» What is being asked:
From the entries below, output the line with "bytes (256-bit challenges)." and each following line up to and including the line with "pub fn append_len(&mut", exactly as written.

────

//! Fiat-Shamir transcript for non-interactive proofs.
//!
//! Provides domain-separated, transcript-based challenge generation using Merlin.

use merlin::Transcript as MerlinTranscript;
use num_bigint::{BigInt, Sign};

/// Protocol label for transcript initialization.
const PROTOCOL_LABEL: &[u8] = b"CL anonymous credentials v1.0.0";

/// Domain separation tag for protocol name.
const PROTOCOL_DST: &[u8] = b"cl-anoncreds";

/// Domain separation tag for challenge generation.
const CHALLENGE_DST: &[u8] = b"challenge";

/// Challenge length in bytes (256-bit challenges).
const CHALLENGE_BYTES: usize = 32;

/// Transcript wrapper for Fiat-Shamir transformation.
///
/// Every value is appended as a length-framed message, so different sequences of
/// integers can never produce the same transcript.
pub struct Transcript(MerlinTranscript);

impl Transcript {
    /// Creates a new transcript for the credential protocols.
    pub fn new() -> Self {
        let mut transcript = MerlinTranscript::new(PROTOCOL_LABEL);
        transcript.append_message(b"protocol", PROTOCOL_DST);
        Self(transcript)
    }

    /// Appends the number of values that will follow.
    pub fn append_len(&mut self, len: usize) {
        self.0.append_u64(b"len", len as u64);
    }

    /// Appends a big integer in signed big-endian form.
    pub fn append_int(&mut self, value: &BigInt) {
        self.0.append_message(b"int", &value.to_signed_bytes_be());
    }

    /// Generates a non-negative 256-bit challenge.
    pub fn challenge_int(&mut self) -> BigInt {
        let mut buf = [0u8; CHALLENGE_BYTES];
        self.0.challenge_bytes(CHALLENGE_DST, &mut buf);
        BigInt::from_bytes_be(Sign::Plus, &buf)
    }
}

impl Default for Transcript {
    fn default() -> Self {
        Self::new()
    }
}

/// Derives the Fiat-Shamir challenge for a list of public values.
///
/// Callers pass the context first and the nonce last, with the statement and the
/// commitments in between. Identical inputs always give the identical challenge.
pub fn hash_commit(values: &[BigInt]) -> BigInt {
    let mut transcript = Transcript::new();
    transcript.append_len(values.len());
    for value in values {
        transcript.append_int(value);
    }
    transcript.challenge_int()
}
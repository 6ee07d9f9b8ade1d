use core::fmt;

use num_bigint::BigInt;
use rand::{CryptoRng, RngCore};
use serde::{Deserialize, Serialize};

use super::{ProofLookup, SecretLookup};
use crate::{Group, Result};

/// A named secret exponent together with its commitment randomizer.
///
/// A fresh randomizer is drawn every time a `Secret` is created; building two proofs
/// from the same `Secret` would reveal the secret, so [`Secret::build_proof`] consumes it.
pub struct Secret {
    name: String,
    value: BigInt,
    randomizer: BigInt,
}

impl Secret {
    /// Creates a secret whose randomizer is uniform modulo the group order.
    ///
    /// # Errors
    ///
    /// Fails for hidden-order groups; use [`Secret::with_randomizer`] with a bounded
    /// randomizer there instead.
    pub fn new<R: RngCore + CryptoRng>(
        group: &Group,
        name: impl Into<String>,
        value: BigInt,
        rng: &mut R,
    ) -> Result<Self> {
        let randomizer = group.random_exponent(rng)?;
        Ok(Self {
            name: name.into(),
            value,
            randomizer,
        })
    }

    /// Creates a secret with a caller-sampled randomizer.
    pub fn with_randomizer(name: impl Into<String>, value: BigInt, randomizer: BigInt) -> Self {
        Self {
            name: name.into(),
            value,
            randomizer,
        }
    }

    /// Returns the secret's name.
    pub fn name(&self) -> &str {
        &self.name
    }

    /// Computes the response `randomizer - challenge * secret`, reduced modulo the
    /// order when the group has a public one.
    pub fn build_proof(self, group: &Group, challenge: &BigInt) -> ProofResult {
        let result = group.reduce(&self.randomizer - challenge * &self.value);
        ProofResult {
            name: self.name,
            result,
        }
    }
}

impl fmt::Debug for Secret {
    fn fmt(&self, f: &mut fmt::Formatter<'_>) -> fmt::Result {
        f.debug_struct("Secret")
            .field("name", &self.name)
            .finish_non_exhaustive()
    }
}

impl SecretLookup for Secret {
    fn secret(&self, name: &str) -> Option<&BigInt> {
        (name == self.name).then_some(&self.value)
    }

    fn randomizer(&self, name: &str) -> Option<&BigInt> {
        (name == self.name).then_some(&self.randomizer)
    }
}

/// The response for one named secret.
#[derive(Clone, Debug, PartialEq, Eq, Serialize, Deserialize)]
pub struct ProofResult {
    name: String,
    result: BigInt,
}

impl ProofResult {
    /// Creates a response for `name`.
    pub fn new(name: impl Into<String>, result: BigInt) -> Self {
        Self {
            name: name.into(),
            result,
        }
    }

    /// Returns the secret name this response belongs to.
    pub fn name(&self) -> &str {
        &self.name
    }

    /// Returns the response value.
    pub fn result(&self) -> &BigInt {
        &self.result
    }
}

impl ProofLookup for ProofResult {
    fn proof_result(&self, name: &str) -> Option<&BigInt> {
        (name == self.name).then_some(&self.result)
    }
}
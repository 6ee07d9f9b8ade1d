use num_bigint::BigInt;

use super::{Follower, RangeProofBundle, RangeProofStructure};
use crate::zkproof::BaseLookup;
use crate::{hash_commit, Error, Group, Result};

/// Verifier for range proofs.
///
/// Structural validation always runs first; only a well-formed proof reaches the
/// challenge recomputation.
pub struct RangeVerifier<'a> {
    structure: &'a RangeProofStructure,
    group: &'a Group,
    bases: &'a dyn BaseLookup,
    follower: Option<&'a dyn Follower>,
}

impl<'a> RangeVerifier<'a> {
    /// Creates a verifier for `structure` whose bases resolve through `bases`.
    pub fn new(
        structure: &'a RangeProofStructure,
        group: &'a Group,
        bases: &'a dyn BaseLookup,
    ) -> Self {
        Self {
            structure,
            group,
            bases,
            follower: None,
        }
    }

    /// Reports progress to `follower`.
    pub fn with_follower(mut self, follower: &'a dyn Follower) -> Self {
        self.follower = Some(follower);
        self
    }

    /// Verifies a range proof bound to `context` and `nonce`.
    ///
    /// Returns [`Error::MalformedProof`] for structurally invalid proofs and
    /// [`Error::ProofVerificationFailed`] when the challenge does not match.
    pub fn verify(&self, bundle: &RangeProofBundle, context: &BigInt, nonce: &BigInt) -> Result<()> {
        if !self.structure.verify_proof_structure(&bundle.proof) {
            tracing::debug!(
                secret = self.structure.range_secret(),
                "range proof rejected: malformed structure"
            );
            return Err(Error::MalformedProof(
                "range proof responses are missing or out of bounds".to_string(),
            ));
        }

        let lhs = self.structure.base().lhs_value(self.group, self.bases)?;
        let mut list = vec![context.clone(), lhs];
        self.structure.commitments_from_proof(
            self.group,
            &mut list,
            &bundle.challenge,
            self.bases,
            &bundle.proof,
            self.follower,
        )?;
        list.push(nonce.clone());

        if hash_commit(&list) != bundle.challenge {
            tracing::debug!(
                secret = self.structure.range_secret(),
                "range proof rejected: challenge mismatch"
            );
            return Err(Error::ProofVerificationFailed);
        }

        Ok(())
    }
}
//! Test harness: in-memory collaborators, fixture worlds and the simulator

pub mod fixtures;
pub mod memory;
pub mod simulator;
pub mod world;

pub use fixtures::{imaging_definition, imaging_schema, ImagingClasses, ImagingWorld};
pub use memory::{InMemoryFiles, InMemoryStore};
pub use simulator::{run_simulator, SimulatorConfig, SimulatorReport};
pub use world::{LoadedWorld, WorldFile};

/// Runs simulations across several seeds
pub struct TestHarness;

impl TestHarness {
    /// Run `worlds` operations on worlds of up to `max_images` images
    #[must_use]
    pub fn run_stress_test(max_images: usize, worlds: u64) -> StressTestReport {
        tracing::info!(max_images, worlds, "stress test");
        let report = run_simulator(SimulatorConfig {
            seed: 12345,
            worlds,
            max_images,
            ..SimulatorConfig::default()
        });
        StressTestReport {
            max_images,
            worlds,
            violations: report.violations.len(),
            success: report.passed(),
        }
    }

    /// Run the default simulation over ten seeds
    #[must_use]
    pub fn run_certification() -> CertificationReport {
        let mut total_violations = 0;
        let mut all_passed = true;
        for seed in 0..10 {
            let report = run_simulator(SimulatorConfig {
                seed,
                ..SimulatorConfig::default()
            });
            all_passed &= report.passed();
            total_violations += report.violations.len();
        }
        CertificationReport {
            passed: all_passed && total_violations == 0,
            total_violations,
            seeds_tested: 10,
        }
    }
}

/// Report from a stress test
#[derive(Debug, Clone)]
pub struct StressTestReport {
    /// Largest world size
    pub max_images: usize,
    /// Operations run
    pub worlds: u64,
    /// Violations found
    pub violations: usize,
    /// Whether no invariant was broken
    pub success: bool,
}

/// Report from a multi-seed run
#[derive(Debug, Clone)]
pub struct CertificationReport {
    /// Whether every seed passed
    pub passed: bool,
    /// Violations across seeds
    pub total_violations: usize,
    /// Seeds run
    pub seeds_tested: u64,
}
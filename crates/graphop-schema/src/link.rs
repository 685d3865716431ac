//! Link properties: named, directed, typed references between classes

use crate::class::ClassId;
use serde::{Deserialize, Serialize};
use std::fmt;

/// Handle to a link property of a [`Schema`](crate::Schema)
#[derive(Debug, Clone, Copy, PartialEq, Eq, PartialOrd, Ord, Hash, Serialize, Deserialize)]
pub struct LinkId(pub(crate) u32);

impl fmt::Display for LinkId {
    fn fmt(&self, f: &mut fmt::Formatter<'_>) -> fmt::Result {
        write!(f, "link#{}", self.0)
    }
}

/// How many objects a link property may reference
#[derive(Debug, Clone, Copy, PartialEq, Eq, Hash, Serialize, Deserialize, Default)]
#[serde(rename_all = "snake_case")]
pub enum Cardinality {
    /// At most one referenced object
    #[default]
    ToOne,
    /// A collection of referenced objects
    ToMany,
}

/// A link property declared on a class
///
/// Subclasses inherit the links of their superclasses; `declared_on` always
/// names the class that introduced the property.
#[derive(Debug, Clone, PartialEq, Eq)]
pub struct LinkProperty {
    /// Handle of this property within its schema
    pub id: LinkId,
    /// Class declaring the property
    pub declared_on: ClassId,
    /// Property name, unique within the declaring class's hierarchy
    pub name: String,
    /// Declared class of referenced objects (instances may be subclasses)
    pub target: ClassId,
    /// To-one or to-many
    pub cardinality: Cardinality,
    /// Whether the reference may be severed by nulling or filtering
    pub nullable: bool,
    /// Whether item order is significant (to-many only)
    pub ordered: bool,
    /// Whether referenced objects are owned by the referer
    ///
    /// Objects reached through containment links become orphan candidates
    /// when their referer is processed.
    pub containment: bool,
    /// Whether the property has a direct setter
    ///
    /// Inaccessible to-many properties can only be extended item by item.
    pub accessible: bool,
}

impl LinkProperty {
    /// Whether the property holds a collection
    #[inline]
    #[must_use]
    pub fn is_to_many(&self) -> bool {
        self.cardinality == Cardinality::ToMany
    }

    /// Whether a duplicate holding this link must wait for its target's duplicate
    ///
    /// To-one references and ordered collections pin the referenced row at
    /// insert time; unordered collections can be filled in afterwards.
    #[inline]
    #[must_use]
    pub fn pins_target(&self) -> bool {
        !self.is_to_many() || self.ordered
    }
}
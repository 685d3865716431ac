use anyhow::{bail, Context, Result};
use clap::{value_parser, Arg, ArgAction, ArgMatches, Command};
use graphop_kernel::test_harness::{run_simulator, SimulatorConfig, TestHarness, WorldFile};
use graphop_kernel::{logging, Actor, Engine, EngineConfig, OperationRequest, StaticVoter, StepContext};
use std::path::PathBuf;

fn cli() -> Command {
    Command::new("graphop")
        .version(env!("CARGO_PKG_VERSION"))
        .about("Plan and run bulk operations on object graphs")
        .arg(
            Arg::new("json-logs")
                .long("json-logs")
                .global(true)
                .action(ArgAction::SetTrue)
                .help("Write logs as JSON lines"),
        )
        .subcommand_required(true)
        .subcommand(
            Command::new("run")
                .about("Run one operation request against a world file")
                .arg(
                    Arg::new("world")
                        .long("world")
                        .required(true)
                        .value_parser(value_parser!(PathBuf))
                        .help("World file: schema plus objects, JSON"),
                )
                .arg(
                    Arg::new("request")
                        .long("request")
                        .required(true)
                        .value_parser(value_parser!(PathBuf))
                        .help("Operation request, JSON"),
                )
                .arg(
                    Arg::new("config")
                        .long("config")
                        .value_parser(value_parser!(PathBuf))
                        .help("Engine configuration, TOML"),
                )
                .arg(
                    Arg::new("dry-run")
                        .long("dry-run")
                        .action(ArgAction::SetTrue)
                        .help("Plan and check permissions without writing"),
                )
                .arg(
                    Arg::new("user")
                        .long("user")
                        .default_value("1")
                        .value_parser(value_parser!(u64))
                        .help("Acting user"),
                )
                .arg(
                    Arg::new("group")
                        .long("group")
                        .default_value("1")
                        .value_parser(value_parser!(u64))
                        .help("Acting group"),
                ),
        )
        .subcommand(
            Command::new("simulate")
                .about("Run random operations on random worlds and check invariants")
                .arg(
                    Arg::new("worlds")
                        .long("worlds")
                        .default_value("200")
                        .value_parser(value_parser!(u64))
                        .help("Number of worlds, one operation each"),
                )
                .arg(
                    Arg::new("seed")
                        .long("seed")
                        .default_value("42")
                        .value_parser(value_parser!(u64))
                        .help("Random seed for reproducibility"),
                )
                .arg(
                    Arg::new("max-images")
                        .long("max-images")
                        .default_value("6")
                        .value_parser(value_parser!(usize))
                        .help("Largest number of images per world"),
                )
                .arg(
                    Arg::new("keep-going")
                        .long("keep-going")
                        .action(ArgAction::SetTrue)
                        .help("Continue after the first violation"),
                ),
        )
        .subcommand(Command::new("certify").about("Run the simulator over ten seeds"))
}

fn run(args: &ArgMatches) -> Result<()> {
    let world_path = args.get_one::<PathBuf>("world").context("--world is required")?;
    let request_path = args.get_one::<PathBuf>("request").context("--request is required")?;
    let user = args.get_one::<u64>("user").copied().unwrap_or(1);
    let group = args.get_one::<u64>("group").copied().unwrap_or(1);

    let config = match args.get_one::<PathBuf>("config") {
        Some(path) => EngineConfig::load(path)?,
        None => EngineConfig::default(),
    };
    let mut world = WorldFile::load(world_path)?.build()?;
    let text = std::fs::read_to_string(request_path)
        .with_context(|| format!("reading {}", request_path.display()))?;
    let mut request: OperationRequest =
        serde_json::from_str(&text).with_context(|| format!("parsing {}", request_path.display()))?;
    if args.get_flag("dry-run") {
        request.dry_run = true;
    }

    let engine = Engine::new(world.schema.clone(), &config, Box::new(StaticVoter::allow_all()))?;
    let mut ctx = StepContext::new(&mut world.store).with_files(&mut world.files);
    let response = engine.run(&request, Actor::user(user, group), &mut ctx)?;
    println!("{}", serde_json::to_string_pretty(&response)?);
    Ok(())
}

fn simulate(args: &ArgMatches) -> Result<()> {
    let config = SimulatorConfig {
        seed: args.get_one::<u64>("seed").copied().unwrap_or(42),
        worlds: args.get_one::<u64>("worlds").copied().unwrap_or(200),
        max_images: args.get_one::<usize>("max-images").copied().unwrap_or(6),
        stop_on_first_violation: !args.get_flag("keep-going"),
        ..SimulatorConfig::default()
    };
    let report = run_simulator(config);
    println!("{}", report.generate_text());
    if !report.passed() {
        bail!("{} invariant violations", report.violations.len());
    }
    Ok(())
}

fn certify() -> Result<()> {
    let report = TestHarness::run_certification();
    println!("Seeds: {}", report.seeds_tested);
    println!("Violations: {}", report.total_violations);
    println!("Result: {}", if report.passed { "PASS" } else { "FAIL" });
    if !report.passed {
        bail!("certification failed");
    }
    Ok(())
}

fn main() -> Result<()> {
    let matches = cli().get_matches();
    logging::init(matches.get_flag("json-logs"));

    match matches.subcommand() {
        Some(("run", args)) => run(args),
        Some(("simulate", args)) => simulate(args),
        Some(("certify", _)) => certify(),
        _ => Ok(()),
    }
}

────

» Reply:
/// Challenge length in bytes (256-bit challenges).
const CHALLENGE_BYTES: usize = 32;

/// Transcript wrapper for Fiat-Shamir transformation.
///
/// Every value is appended as a length-framed message, so different sequences of
/// integers can never produce the same transcript.
pub struct Transcript(MerlinTranscript);

impl Transcript {
    /// Creates a new transcript for the credential protocols.
    pub fn new() -> Self {
        let mut transcript = MerlinTranscript::new(PROTOCOL_LABEL);
        transcript.append_message(b"protocol", PROTOCOL_DST);
        Self(transcript)
    }

    /// Appends the number of values that will follow.
    pub fn append_len(&mut self, len: usize) {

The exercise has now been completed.